* [Your assignment]:
What do the lines from the top of the data through the line with "use std::sync::Arc;" say? Quote them exactly and include both ends.

* [Records for processing]:
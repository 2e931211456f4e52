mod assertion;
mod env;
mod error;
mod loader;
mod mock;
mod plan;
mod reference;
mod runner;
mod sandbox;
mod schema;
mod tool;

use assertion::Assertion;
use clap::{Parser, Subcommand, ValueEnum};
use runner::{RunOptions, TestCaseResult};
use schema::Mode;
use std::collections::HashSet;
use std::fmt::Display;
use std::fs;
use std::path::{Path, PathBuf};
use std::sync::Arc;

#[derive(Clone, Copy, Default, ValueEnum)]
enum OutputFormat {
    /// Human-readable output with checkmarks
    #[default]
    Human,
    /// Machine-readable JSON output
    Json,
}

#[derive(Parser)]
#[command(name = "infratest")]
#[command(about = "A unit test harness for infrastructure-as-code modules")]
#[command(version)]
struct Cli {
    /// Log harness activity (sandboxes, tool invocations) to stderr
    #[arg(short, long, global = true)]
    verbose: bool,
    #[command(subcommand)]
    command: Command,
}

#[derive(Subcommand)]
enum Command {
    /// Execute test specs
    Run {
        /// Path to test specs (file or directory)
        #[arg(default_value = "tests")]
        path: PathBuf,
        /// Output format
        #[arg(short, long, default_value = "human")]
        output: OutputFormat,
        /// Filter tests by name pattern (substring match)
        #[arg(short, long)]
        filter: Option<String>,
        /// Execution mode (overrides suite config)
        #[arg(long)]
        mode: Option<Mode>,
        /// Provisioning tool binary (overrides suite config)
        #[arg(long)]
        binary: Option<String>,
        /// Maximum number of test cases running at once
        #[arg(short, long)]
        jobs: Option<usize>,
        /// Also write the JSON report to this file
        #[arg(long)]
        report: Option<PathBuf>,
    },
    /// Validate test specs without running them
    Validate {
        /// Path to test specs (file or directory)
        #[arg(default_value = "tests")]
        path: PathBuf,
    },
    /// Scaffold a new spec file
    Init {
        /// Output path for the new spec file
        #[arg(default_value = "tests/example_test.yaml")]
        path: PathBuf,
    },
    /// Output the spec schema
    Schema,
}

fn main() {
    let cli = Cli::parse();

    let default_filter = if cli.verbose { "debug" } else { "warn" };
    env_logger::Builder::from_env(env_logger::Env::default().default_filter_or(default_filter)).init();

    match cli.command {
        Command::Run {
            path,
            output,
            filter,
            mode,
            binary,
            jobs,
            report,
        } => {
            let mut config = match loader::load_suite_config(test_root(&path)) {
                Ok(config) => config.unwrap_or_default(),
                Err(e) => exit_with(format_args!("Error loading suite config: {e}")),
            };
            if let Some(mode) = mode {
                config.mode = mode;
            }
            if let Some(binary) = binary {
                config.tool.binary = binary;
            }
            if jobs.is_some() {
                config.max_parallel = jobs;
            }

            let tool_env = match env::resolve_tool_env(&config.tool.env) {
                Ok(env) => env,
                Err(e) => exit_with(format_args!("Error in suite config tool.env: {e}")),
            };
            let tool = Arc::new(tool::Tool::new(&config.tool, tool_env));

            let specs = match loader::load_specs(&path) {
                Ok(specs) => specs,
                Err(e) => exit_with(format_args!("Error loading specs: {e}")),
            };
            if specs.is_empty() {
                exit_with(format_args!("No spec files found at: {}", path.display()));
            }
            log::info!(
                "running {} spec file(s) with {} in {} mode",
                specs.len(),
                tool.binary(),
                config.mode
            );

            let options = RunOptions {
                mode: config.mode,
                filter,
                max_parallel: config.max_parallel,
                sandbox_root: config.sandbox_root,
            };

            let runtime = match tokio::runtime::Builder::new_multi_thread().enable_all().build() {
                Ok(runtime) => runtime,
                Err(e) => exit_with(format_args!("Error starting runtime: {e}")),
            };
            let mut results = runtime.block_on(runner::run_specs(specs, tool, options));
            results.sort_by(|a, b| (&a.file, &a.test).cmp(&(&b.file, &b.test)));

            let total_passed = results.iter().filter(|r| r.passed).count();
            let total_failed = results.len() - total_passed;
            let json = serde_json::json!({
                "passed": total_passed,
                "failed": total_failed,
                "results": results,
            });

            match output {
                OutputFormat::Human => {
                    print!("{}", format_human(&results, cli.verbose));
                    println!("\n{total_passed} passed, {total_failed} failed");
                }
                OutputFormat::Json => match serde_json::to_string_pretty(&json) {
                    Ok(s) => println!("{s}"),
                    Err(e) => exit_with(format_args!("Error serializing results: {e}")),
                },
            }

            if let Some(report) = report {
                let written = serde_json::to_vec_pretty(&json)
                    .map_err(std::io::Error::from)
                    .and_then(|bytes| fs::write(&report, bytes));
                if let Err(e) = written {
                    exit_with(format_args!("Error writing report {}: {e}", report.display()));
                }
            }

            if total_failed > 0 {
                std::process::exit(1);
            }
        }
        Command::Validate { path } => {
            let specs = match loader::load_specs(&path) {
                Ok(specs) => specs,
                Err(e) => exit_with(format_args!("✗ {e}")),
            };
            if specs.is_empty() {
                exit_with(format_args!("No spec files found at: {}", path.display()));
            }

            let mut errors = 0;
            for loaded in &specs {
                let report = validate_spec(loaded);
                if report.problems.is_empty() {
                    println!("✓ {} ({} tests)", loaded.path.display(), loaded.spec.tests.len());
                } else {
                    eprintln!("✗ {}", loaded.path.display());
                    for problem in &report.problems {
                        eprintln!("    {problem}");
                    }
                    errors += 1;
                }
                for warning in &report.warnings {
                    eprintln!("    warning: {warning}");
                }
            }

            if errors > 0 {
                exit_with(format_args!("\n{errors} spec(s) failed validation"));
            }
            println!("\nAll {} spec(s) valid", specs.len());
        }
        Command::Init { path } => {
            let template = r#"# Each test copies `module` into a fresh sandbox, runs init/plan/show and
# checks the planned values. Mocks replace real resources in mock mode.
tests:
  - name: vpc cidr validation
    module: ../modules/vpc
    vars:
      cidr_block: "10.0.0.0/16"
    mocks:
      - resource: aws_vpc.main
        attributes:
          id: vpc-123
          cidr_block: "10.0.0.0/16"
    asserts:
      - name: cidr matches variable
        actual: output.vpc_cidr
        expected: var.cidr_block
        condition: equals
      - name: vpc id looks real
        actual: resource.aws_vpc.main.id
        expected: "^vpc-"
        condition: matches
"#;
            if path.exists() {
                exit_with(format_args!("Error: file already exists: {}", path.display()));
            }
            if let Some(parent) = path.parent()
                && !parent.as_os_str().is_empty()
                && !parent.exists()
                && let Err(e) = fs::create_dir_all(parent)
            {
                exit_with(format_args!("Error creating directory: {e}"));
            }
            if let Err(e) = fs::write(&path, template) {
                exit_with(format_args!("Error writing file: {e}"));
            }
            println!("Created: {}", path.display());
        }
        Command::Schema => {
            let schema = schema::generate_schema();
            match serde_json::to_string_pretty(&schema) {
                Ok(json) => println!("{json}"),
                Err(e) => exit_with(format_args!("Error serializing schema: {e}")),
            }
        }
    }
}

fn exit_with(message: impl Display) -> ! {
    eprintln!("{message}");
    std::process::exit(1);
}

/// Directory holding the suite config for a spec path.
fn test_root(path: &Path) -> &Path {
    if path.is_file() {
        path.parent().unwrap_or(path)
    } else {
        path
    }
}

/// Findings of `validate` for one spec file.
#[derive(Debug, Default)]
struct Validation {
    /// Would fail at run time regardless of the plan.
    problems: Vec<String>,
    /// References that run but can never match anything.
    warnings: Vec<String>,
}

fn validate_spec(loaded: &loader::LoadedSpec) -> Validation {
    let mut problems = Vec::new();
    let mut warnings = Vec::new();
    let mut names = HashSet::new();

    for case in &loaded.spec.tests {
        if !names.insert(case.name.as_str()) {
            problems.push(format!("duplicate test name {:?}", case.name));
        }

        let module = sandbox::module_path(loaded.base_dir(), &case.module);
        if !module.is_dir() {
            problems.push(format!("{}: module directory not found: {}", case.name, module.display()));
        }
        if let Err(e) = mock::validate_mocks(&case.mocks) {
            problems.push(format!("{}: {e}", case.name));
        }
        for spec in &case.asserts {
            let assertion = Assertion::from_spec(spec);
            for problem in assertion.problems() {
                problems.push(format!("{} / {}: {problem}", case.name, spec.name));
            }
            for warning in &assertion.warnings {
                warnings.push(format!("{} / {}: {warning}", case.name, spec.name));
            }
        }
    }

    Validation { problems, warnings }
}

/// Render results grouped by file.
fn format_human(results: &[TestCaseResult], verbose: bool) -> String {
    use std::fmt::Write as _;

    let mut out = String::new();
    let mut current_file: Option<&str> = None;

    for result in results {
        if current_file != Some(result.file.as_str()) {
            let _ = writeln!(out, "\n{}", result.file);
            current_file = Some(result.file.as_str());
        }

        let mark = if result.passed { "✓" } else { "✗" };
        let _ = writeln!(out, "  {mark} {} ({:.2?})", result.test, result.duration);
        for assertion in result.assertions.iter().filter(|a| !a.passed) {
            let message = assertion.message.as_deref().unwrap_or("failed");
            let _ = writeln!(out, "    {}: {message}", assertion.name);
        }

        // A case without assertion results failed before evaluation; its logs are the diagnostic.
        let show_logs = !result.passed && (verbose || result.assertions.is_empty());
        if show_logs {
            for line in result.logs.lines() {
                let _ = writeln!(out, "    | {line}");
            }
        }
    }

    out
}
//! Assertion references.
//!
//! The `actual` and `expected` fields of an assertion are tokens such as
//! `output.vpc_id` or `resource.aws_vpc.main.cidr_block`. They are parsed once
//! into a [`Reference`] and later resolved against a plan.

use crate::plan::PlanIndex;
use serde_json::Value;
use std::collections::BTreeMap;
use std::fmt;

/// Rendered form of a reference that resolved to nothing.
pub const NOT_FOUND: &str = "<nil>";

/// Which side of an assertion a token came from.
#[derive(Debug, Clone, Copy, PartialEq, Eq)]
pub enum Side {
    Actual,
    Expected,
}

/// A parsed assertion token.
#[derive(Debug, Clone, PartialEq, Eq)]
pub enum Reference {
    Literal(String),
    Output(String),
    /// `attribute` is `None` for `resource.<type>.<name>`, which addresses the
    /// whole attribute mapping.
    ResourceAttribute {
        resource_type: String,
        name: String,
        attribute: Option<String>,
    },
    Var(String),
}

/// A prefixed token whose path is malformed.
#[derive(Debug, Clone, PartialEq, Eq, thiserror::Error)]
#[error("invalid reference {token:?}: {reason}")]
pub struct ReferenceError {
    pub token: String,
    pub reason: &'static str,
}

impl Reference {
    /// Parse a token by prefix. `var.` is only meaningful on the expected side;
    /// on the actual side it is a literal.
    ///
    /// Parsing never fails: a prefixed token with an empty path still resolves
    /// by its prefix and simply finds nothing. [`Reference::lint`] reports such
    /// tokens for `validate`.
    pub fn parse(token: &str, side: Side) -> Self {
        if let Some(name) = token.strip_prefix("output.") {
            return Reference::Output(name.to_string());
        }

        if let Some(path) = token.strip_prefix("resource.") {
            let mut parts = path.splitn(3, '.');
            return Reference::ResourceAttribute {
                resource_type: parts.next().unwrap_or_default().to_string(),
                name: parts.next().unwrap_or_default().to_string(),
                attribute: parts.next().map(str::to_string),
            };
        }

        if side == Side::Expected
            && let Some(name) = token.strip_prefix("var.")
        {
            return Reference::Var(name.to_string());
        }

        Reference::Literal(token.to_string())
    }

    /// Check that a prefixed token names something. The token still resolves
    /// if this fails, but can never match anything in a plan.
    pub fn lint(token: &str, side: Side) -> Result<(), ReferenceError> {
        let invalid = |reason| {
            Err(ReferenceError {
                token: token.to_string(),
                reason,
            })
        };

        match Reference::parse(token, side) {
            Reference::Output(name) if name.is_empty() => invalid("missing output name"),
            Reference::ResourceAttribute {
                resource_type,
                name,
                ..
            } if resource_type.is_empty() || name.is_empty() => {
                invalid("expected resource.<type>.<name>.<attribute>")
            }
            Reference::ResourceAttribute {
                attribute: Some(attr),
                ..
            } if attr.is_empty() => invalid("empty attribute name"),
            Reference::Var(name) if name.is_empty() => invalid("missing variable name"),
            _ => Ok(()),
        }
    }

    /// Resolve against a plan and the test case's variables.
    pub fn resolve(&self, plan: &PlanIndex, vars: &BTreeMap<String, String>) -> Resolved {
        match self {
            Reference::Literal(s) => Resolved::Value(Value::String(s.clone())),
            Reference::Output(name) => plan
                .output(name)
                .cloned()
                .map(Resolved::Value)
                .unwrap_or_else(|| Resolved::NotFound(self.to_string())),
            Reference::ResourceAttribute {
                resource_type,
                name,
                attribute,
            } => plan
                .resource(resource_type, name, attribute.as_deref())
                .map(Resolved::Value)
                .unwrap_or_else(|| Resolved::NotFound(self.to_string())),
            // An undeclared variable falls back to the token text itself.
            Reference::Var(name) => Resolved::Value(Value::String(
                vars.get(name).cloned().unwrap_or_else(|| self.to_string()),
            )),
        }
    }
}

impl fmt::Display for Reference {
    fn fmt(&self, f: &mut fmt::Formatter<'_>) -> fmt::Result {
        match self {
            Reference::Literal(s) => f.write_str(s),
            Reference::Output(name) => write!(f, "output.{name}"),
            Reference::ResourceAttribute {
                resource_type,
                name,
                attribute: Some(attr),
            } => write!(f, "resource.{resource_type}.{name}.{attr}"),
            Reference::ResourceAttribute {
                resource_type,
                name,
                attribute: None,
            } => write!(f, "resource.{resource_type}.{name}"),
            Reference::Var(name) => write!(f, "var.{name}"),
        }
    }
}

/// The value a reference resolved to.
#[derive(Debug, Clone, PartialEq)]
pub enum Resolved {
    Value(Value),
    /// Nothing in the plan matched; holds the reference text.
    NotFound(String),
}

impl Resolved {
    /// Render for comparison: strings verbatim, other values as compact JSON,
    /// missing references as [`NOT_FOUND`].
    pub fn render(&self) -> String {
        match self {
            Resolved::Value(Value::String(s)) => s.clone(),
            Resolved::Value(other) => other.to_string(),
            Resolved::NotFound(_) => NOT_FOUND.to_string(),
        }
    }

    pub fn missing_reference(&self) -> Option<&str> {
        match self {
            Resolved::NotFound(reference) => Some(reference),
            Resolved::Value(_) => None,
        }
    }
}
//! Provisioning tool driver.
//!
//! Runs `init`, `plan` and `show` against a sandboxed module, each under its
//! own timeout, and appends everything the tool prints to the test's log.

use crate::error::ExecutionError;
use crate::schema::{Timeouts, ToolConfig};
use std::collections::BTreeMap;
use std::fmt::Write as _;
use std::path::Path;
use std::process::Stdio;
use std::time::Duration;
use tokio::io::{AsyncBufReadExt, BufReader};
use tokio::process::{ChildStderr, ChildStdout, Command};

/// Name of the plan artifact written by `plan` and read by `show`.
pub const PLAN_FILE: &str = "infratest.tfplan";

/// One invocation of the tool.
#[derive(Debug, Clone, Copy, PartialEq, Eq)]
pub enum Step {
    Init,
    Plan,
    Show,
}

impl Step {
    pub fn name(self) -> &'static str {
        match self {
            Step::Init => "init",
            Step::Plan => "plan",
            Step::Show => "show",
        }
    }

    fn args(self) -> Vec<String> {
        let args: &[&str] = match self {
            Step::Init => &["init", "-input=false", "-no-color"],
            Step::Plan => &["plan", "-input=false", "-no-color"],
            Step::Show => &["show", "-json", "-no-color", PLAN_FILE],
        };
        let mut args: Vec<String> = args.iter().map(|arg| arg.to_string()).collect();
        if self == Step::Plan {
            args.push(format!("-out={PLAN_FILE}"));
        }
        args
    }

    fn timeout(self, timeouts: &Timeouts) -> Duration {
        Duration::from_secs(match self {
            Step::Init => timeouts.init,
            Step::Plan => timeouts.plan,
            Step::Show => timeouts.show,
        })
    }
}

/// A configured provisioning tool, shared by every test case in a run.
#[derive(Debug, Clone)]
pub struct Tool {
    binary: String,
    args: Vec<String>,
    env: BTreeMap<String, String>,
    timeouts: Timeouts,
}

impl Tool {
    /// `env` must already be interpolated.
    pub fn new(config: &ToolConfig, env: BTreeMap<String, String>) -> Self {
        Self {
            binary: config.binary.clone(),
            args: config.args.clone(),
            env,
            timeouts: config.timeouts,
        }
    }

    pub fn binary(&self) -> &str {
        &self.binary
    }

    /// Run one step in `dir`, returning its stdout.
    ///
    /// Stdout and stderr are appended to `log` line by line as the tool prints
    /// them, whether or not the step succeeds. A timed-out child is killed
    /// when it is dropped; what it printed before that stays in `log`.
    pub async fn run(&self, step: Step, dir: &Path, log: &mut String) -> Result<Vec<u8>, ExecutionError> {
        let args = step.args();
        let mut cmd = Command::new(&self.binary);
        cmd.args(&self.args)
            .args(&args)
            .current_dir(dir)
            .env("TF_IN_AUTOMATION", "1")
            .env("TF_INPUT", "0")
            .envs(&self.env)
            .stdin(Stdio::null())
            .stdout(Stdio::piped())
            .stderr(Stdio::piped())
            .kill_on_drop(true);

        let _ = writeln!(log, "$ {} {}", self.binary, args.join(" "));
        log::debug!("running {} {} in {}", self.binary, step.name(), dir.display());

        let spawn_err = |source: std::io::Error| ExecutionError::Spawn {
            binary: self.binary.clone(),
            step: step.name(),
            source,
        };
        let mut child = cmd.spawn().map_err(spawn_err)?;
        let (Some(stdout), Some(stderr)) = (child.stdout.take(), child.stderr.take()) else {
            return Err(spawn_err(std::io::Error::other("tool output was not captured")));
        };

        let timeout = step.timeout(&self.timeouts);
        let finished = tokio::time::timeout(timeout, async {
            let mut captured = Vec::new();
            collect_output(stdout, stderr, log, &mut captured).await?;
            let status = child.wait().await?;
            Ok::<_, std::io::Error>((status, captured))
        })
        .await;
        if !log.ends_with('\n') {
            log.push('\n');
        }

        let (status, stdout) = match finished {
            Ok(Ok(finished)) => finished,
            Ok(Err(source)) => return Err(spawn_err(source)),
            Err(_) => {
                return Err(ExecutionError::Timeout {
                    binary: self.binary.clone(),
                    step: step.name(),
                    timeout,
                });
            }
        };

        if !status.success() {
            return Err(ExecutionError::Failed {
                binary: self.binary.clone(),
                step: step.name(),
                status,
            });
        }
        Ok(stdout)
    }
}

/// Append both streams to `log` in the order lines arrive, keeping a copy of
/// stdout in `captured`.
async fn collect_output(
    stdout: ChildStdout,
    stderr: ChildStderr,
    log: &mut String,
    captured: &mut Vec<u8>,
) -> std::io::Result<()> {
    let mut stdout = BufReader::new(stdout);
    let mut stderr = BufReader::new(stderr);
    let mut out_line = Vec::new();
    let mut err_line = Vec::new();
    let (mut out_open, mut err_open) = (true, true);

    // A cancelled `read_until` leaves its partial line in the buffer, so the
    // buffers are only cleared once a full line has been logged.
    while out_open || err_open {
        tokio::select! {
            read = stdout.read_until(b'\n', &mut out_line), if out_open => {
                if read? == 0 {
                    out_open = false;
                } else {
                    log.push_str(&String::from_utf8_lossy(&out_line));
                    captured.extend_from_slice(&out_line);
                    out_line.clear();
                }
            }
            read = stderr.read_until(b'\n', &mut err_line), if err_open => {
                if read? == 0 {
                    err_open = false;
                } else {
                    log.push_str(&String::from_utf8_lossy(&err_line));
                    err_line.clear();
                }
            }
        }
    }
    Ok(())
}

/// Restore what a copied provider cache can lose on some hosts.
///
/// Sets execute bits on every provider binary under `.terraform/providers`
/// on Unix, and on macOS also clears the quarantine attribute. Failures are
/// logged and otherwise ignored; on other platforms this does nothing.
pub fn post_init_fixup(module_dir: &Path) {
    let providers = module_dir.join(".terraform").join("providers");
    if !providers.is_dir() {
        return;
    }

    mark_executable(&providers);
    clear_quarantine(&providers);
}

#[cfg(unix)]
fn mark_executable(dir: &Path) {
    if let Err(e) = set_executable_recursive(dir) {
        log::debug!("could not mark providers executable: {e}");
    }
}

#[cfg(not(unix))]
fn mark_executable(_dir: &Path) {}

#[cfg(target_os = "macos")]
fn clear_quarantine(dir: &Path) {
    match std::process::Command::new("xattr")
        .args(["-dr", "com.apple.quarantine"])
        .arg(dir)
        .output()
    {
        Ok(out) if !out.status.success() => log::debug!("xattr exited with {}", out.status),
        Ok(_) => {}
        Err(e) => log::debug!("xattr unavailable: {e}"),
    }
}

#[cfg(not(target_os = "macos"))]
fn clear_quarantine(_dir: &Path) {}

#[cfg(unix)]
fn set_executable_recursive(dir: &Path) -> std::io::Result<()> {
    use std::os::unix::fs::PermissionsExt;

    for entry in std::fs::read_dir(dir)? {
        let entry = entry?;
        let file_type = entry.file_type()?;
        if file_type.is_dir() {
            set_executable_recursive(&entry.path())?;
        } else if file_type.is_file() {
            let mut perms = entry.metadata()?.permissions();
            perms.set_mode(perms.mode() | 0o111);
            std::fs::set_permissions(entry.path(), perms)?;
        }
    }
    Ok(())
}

* [Exercise answer]:
repository 2e931211456f4e52
mod assertion;
mod env;
mod error;
mod loader;
mod mock;
mod plan;
mod reference;
mod runner;
mod sandbox;
mod schema;
mod tool;

use assertion::Assertion;
use clap::{Parser, Subcommand, ValueEnum};
use runner::{RunOptions, TestCaseResult};
use schema::Mode;
use std::collections::HashSet;
use std::fmt::Display;
use std::fs;
use std::path::{Path, PathBuf};
use std::sync::Arc;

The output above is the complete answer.